┌────────

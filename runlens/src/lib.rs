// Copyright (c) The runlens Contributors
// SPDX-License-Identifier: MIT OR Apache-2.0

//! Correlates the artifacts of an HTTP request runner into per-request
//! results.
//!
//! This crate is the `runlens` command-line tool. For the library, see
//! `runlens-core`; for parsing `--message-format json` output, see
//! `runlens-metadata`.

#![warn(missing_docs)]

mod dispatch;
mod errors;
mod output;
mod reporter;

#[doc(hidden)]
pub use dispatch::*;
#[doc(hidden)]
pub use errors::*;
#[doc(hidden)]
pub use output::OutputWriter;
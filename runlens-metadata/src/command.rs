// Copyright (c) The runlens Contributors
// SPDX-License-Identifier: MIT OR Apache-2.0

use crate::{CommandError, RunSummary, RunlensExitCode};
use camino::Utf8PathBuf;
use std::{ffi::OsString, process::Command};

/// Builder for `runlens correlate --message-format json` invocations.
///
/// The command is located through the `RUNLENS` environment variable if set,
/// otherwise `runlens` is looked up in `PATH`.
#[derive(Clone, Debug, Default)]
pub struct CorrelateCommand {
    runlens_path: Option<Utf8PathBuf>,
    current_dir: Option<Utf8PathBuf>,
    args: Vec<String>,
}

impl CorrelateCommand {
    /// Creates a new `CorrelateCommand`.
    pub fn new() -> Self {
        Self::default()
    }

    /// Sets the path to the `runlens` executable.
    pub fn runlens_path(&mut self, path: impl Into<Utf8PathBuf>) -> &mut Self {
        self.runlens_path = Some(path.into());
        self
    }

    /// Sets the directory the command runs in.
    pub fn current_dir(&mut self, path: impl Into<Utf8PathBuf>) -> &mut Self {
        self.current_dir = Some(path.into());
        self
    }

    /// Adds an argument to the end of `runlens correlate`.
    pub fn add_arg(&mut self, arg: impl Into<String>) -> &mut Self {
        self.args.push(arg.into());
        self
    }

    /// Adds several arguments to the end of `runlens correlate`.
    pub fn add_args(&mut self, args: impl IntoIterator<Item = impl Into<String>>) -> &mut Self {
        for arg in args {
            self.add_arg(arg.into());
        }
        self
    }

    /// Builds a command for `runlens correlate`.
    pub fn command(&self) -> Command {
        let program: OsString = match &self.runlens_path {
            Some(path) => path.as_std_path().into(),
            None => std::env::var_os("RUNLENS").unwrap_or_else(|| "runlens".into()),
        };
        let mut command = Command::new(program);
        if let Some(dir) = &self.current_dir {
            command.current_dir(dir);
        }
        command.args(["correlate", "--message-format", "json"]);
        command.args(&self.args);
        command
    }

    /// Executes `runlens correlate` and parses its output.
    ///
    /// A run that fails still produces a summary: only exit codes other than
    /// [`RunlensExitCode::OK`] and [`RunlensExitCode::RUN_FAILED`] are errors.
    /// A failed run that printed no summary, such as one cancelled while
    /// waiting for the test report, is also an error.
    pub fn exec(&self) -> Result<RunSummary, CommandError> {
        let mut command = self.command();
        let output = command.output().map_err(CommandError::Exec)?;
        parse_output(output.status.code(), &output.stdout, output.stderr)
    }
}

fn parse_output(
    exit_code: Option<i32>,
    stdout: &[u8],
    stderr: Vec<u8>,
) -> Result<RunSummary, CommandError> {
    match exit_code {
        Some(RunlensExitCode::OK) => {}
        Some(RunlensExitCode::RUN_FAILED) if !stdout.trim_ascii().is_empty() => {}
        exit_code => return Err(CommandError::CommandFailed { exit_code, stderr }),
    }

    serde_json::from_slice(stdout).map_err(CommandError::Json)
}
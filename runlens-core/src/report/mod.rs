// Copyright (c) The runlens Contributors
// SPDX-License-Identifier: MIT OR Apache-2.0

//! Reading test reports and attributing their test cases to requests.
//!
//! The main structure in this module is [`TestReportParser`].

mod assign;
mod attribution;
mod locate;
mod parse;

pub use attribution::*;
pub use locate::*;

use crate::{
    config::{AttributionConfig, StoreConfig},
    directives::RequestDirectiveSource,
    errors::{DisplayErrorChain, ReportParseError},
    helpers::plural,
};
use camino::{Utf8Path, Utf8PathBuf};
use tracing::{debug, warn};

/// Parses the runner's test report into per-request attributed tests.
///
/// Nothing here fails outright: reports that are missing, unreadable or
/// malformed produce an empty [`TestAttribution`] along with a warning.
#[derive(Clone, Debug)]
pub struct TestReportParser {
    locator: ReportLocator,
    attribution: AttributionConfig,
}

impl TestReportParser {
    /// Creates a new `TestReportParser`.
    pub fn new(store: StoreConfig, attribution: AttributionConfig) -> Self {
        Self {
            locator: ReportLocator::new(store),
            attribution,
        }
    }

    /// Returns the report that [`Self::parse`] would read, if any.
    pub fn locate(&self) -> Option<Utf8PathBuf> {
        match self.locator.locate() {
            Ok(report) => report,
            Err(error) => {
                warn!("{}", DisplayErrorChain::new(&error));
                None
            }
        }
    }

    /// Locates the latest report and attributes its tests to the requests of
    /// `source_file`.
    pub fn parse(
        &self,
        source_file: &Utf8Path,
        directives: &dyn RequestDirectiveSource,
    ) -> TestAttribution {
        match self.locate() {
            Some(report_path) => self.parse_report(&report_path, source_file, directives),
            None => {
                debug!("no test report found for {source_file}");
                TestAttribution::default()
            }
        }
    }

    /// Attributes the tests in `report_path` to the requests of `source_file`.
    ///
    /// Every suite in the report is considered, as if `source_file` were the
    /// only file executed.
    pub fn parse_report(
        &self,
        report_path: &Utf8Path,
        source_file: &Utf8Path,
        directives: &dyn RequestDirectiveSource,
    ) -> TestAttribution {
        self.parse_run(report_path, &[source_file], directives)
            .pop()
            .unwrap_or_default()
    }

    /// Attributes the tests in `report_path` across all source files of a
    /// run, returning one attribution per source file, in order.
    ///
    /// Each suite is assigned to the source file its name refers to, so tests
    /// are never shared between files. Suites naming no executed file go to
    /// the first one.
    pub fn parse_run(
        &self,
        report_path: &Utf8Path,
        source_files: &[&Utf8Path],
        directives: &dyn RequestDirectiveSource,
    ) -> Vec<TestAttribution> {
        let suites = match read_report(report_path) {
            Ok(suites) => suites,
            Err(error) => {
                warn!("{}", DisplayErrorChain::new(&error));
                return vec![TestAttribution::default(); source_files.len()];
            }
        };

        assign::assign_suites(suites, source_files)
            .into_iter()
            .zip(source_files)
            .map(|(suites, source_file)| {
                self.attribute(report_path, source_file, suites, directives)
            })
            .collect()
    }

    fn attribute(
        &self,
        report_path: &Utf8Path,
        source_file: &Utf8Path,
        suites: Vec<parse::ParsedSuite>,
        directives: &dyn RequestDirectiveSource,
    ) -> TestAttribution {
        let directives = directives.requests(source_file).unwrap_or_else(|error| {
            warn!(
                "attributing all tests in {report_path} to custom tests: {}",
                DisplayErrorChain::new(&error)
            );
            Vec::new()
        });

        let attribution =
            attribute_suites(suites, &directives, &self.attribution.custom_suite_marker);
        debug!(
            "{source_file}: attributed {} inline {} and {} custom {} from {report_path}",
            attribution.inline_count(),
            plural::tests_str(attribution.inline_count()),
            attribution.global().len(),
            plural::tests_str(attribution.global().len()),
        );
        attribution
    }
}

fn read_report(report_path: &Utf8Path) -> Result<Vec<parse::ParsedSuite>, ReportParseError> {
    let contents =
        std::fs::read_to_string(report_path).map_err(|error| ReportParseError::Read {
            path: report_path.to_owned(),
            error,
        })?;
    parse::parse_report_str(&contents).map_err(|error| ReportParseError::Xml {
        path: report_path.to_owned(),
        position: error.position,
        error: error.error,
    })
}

└────────

Output the entire listing again, word for word.

filename runlens/src/lib.rs
// Copyright (c) The runlens Contributors
// SPDX-License-Identifier: MIT OR Apache-2.0

//! Correlates the artifacts of an HTTP request runner into per-request
//! results.
//!
//! This crate is the `runlens` command-line tool. For the library, see
//! `runlens-core`; for parsing `--message-format json` output, see
//! `runlens-metadata`.

#![warn(missing_docs)]

mod dispatch;
mod errors;
mod output;
mod reporter;

#[doc(hidden)]
pub use dispatch::*;
#[doc(hidden)]
pub use errors::*;
#[doc(hidden)]
pub use output::OutputWriter;
filename runlens-metadata/src/command.rs
// Copyright (c) The runlens Contributors
// SPDX-License-Identifier: MIT OR Apache-2.0

use crate::{CommandError, RunSummary, RunlensExitCode};
use camino::Utf8PathBuf;
use std::{ffi::OsString, process::Command};

/// Builder for `runlens correlate --message-format json` invocations.
///
/// The command is located through the `RUNLENS` environment variable if set,
/// otherwise `runlens` is looked up in `PATH`.
#[derive(Clone, Debug, Default)]
pub struct CorrelateCommand {
    runlens_path: Option<Utf8PathBuf>,
    current_dir: Option<Utf8PathBuf>,
    args: Vec<String>,
}

impl CorrelateCommand {
    /// Creates a new `CorrelateCommand`.
    pub fn new() -> Self {
        Self::default()
    }

    /// Sets the path to the `runlens` executable.
    pub fn runlens_path(&mut self, path: impl Into<Utf8PathBuf>) -> &mut Self {
        self.runlens_path = Some(path.into());
        self
    }

    /// Sets the directory the command runs in.
    pub fn current_dir(&mut self, path: impl Into<Utf8PathBuf>) -> &mut Self {
        self.current_dir = Some(path.into());
        self
    }

    /// Adds an argument to the end of `runlens correlate`.
    pub fn add_arg(&mut self, arg: impl Into<String>) -> &mut Self {
        self.args.push(arg.into());
        self
    }

    /// Adds several arguments to the end of `runlens correlate`.
    pub fn add_args(&mut self, args: impl IntoIterator<Item = impl Into<String>>) -> &mut Self {
        for arg in args {
            self.add_arg(arg.into());
        }
        self
    }

    /// Builds a command for `runlens correlate`.
    pub fn command(&self) -> Command {
        let program: OsString = match &self.runlens_path {
            Some(path) => path.as_std_path().into(),
            None => std::env::var_os("RUNLENS").unwrap_or_else(|| "runlens".into()),
        };
        let mut command = Command::new(program);
        if let Some(dir) = &self.current_dir {
            command.current_dir(dir);
        }
        command.args(["correlate", "--message-format", "json"]);
        command.args(&self.args);
        command
    }

    /// Executes `runlens correlate` and parses its output.
    ///
    /// A run that fails still produces a summary: only exit codes other than
    /// [`RunlensExitCode::OK`] and [`RunlensExitCode::RUN_FAILED`] are errors.
    /// A failed run that printed no summary, such as one cancelled while
    /// waiting for the test report, is also an error.
    pub fn exec(&self) -> Result<RunSummary, CommandError> {
        let mut command = self.command();
        let output = command.output().map_err(CommandError::Exec)?;
        parse_output(output.status.code(), &output.stdout, output.stderr)
    }
}

fn parse_output(
    exit_code: Option<i32>,
    stdout: &[u8],
    stderr: Vec<u8>,
) -> Result<RunSummary, CommandError> {
    match exit_code {
        Some(RunlensExitCode::OK) => {}
        Some(RunlensExitCode::RUN_FAILED) if !stdout.trim_ascii().is_empty() => {}
        exit_code => return Err(CommandError::CommandFailed { exit_code, stderr }),
    }

    serde_json::from_slice(stdout).map_err(CommandError::Json)
}
filename runlens-core/src/report/mod.rs
// Copyright (c) The runlens Contributors
// SPDX-License-Identifier: MIT OR Apache-2.0

//! Reading test reports and attributing their test cases to requests.
//!
//! The main structure in this module is [`TestReportParser`].

mod assign;
mod attribution;
mod locate;
mod parse;

pub use attribution::*;
pub use locate::*;

use crate::{
    config::{AttributionConfig, StoreConfig},
    directives::RequestDirectiveSource,
    errors::{DisplayErrorChain, ReportParseError},
    helpers::plural,
};
use camino::{Utf8Path, Utf8PathBuf};
use tracing::{debug, warn};

/// Parses the runner's test report into per-request attributed tests.
///
/// Nothing here fails outright: reports that are missing, unreadable or
/// malformed produce an empty [`TestAttribution`] along with a warning.
#[derive(Clone, Debug)]
pub struct TestReportParser {
    locator: ReportLocator,
    attribution: AttributionConfig,
}

impl TestReportParser {
    /// Creates a new `TestReportParser`.
    pub fn new(store: StoreConfig, attribution: AttributionConfig) -> Self {
        Self {
            locator: ReportLocator::new(store),
            attribution,
        }
    }

    /// Returns the report that [`Self::parse`] would read, if any.
    pub fn locate(&self) -> Option<Utf8PathBuf> {
        match self.locator.locate() {
            Ok(report) => report,
            Err(error) => {
                warn!("{}", DisplayErrorChain::new(&error));
                None
            }
        }
    }

    /// Locates the latest report and attributes its tests to the requests of
    /// `source_file`.
    pub fn parse(
        &self,
        source_file: &Utf8Path,
        directives: &dyn RequestDirectiveSource,
    ) -> TestAttribution {
        match self.locate() {
            Some(report_path) => self.parse_report(&report_path, source_file, directives),
            None => {
                debug!("no test report found for {source_file}");
                TestAttribution::default()
            }
        }
    }

    /// Attributes the tests in `report_path` to the requests of `source_file`.
    ///
    /// Every suite in the report is considered, as if `source_file` were the
    /// only file executed.
    pub fn parse_report(
        &self,
        report_path: &Utf8Path,
        source_file: &Utf8Path,
        directives: &dyn RequestDirectiveSource,
    ) -> TestAttribution {
        self.parse_run(report_path, &[source_file], directives)
            .pop()
            .unwrap_or_default()
    }

    /// Attributes the tests in `report_path` across all source files of a
    /// run, returning one attribution per source file, in order.
    ///
    /// Each suite is assigned to the source file its name refers to, so tests
    /// are never shared between files. Suites naming no executed file go to
    /// the first one.
    pub fn parse_run(
        &self,
        report_path: &Utf8Path,
        source_files: &[&Utf8Path],
        directives: &dyn RequestDirectiveSource,
    ) -> Vec<TestAttribution> {
        let suites = match read_report(report_path) {
            Ok(suites) => suites,
            Err(error) => {
                warn!("{}", DisplayErrorChain::new(&error));
                return vec![TestAttribution::default(); source_files.len()];
            }
        };

        assign::assign_suites(suites, source_files)
            .into_iter()
            .zip(source_files)
            .map(|(suites, source_file)| {
                self.attribute(report_path, source_file, suites, directives)
            })
            .collect()
    }

    fn attribute(
        &self,
        report_path: &Utf8Path,
        source_file: &Utf8Path,
        suites: Vec<parse::ParsedSuite>,
        directives: &dyn RequestDirectiveSource,
    ) -> TestAttribution {
        let directives = directives.requests(source_file).unwrap_or_else(|error| {
            warn!(
                "attributing all tests in {report_path} to custom tests: {}",
                DisplayErrorChain::new(&error)
            );
            Vec::new()
        });

        let attribution =
            attribute_suites(suites, &directives, &self.attribution.custom_suite_marker);
        debug!(
            "{source_file}: attributed {} inline {} and {} custom {} from {report_path}",
            attribution.inline_count(),
            plural::tests_str(attribution.inline_count()),
            attribution.global().len(),
            plural::tests_str(attribution.global().len()),
        );
        attribution
    }
}

fn read_report(report_path: &Utf8Path) -> Result<Vec<parse::ParsedSuite>, ReportParseError> {
    let contents =
        std::fs::read_to_string(report_path).map_err(|error| ReportParseError::Read {
            path: report_path.to_owned(),
            error,
        })?;
    parse::parse_report_str(&contents).map_err(|error| ReportParseError::Xml {
        path: report_path.to_owned(),
        position: error.position,
        error: error.error,
    })
}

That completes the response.